> WHAT THE TASK ASKS:
Can you return the records below exactly as they stand, but only from the first line through the one with "fn solves(records: &[SubmissionRecord])"?

Collected data
= Beginning of Section =

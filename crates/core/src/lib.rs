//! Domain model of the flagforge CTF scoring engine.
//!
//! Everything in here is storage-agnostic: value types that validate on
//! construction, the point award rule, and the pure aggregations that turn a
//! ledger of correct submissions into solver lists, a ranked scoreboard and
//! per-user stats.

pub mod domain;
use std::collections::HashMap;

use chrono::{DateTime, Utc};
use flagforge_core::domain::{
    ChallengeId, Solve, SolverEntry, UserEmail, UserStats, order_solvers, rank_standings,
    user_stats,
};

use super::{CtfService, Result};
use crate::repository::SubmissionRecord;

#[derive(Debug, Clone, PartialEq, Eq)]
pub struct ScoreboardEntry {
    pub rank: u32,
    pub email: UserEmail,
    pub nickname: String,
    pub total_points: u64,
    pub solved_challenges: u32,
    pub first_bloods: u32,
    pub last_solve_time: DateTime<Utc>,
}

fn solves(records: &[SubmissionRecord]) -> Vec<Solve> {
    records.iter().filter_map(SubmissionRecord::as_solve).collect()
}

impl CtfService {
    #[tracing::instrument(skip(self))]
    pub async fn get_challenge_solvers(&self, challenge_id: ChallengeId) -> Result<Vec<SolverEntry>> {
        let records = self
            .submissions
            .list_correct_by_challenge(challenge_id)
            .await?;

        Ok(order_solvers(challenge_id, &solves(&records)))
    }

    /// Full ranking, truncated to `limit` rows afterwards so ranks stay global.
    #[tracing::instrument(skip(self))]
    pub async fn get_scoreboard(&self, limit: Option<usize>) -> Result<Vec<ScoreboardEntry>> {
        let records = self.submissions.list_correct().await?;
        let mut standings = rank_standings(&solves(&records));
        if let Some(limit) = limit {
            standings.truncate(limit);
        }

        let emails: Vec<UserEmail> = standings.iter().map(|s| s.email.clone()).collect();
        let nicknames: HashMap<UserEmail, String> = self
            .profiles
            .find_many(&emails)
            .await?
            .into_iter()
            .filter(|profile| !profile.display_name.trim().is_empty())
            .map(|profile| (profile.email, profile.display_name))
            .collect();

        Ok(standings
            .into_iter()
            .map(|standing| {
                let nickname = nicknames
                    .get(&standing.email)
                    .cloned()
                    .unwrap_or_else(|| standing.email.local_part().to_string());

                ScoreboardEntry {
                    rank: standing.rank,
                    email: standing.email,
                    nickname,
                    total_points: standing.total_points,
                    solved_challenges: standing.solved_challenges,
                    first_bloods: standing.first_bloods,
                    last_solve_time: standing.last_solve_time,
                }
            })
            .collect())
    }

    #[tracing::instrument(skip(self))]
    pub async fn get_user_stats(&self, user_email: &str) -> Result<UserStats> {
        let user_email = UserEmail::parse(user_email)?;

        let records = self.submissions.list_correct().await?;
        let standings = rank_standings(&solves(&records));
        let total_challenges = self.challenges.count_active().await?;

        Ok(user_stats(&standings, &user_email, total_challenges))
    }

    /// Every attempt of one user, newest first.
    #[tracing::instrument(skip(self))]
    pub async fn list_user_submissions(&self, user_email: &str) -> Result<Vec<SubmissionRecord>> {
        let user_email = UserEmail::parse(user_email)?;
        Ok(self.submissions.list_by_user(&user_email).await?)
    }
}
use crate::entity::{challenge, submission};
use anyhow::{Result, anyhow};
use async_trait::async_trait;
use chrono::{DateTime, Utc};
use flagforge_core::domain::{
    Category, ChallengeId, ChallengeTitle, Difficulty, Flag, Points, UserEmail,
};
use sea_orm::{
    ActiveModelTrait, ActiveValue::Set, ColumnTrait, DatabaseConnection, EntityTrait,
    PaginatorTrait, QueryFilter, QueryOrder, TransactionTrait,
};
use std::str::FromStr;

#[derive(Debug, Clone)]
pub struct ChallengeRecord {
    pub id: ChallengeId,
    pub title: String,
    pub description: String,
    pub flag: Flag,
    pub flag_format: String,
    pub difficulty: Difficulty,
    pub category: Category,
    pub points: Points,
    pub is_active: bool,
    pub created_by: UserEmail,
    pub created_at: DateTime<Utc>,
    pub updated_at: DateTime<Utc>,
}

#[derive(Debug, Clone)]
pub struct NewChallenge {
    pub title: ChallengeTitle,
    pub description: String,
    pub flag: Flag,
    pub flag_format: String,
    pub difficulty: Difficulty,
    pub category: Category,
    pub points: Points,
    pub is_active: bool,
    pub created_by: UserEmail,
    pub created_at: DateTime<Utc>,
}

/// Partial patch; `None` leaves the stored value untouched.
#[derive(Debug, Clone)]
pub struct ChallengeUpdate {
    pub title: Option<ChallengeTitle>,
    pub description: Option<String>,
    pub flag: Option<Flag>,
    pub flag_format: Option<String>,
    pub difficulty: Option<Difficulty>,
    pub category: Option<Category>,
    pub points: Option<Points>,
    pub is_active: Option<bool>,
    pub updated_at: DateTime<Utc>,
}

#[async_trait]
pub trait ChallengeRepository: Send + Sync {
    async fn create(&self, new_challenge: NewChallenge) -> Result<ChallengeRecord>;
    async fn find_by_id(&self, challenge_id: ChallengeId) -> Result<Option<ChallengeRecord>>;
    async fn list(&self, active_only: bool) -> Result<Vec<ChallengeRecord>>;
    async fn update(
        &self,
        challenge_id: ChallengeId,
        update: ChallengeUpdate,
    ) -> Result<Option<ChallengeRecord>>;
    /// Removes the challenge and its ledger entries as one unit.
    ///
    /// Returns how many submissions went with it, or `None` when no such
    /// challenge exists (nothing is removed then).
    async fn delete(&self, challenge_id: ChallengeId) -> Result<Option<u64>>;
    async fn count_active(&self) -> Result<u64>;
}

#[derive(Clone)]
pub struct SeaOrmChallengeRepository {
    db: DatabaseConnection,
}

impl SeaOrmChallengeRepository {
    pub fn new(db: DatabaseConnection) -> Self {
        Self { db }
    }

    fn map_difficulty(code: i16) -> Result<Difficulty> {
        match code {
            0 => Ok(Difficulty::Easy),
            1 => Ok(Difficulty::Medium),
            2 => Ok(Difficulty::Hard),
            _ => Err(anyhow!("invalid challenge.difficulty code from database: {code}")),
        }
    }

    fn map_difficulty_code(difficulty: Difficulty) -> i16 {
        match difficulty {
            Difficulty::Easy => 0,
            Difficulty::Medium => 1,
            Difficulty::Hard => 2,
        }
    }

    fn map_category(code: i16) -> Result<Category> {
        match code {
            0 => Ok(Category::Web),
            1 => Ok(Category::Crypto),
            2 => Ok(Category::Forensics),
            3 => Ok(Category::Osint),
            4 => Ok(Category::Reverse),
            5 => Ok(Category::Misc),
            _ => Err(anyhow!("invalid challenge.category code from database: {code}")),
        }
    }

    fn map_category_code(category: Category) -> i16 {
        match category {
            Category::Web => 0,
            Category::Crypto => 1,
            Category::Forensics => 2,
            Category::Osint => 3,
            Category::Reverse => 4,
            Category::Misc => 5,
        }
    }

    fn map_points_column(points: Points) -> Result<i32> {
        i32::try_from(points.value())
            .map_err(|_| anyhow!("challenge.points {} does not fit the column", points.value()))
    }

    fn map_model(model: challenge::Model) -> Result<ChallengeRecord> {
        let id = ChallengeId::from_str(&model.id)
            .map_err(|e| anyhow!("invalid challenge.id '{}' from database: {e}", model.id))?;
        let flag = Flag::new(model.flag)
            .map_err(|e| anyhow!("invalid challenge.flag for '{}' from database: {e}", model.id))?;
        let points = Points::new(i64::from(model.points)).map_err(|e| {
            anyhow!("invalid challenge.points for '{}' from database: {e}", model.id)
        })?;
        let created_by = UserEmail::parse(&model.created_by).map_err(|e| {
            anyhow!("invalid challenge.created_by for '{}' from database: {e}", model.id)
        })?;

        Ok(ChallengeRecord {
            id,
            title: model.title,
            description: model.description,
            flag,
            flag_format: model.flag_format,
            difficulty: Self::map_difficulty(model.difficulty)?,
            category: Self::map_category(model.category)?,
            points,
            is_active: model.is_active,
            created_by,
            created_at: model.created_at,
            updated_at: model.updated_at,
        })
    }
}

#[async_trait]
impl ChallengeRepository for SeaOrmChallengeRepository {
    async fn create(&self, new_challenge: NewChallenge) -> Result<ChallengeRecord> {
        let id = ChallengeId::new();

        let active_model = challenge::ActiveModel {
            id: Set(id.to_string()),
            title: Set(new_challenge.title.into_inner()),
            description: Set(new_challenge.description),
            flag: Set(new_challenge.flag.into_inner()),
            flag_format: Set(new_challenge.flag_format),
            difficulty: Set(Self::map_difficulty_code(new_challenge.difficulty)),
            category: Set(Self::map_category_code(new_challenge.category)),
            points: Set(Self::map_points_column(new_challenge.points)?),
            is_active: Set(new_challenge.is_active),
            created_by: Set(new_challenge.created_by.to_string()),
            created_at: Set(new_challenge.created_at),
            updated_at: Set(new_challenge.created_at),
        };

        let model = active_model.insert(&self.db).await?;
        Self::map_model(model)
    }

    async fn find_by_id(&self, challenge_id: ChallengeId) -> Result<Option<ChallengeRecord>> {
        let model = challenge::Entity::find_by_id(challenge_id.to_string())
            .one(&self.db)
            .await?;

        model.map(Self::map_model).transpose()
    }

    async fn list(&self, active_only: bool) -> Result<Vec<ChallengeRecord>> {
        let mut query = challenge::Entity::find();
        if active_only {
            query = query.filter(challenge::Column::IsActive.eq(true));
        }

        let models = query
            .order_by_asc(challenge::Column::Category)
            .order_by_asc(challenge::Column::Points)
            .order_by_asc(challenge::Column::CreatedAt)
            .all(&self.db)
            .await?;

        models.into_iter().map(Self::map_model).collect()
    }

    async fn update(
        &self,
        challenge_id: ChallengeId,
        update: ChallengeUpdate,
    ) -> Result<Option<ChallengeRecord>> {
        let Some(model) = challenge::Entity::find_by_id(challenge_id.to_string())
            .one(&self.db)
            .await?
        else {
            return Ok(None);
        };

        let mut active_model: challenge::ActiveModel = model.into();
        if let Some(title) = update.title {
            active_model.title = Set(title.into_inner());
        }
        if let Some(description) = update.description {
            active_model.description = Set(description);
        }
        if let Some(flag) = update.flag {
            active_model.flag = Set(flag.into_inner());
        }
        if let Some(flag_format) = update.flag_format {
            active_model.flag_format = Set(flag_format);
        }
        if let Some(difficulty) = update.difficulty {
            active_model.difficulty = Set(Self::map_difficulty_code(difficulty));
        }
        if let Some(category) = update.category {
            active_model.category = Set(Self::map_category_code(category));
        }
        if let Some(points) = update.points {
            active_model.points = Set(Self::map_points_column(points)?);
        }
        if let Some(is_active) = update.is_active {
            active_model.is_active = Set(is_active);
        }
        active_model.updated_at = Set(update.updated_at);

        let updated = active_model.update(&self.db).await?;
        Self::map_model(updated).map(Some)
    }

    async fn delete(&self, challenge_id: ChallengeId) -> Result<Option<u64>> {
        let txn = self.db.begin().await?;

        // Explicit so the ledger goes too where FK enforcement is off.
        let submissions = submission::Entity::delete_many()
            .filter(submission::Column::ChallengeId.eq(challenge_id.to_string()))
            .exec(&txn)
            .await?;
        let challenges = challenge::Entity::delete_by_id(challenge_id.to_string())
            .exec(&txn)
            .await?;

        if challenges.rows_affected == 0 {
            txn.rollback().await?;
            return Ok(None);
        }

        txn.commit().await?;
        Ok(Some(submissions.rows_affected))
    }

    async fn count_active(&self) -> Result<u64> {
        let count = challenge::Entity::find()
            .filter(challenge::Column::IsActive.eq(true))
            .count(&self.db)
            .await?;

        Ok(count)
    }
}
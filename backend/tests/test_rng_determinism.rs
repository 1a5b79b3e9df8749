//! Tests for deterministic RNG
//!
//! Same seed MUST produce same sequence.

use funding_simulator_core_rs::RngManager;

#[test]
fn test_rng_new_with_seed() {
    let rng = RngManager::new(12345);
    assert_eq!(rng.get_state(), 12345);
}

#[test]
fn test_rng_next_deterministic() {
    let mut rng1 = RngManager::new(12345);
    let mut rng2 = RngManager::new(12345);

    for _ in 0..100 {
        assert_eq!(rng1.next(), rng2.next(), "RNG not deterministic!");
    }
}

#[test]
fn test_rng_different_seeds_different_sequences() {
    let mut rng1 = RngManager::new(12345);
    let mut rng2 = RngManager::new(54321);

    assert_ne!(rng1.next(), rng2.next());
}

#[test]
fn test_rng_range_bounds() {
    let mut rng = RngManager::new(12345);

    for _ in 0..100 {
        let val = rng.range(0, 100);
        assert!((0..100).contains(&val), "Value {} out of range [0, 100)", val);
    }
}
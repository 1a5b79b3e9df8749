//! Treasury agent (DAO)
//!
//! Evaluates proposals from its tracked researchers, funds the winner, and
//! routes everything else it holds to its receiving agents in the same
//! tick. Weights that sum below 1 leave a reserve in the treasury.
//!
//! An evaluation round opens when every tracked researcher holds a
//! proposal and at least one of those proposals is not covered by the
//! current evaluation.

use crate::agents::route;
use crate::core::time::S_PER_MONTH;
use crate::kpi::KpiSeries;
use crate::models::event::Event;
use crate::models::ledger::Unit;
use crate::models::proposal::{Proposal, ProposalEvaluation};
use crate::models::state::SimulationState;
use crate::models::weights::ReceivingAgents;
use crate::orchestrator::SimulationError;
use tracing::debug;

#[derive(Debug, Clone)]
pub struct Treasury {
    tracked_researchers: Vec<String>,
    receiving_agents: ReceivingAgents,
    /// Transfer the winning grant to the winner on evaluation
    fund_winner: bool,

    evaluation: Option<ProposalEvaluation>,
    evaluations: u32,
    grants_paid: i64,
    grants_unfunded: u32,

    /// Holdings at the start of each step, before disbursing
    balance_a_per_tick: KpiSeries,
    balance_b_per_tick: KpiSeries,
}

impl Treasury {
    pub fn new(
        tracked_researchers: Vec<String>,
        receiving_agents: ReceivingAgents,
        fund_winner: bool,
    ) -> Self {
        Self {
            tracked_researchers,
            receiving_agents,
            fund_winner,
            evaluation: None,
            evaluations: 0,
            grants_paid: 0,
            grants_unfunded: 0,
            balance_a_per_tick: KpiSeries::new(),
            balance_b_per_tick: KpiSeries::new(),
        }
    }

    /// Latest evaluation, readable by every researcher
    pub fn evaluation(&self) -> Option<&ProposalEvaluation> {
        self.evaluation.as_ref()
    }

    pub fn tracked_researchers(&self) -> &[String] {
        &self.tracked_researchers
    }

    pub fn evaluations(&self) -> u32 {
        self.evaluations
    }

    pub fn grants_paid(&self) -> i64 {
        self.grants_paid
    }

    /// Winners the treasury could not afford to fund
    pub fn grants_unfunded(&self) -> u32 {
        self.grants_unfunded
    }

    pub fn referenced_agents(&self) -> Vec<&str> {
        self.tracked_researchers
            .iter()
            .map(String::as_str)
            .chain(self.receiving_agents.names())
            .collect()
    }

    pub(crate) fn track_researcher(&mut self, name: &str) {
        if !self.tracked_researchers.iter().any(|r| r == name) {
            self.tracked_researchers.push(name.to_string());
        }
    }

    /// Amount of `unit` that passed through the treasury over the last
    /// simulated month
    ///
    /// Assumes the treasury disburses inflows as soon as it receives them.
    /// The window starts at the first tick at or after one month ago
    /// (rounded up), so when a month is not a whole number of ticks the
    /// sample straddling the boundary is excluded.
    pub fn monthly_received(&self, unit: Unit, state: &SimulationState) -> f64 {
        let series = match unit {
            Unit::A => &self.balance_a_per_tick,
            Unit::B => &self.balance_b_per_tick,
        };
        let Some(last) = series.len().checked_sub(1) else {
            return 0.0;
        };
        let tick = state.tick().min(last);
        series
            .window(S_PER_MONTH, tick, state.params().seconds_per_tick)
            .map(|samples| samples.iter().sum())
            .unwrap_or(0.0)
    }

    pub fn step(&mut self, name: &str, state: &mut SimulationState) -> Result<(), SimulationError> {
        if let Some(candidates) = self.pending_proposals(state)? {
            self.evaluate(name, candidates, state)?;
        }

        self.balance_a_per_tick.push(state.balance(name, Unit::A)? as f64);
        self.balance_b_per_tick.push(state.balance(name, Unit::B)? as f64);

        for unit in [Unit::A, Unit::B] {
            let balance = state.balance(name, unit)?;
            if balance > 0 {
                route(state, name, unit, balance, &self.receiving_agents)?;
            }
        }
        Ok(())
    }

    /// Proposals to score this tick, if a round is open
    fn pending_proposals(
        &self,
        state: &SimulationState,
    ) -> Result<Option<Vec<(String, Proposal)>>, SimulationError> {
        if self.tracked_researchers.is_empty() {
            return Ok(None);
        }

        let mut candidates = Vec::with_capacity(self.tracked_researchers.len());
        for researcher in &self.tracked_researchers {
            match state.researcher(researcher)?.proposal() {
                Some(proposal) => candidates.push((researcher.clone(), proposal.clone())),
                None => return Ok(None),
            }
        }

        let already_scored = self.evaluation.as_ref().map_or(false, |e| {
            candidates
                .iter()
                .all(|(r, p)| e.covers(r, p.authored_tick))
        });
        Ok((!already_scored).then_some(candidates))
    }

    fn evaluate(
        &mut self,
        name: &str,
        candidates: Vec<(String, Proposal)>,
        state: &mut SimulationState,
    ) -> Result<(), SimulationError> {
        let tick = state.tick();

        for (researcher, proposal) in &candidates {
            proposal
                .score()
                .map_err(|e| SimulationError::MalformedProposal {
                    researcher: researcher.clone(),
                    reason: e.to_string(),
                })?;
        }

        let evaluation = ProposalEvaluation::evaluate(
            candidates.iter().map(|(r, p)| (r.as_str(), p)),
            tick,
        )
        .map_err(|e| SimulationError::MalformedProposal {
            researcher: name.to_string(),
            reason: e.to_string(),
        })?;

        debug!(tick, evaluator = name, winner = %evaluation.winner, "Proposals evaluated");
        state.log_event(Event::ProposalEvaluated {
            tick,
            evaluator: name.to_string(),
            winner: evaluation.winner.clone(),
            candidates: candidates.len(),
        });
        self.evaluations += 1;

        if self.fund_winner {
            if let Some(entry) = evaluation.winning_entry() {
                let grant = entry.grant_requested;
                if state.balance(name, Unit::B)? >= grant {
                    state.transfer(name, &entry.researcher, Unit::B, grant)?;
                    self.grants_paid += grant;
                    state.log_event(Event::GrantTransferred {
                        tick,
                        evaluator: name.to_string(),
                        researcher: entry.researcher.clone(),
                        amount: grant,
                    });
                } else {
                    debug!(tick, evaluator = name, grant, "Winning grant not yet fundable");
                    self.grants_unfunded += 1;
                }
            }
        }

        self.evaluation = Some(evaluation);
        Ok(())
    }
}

= End of Section =

> RESPONSE AREA:
filename crates/core/src/lib.rs
//! Domain model of the flagforge CTF scoring engine.
//!
//! Everything in here is storage-agnostic: value types that validate on
//! construction, the point award rule, and the pure aggregations that turn a
//! ledger of correct submissions into solver lists, a ranked scoreboard and
//! per-user stats.

pub mod domain;
use std::collections::HashMap;

use chrono::{DateTime, Utc};
use flagforge_core::domain::{
    ChallengeId, Solve, SolverEntry, UserEmail, UserStats, order_solvers, rank_standings,
    user_stats,
};

use super::{CtfService, Result};
use crate::repository::SubmissionRecord;

#[derive(Debug, Clone, PartialEq, Eq)]
pub struct ScoreboardEntry {
    pub rank: u32,
    pub email: UserEmail,
    pub nickname: String,
    pub total_points: u64,
    pub solved_challenges: u32,
    pub first_bloods: u32,
    pub last_solve_time: DateTime<Utc>,
}

fn solves(records: &[SubmissionRecord]) -> Vec<Solve> {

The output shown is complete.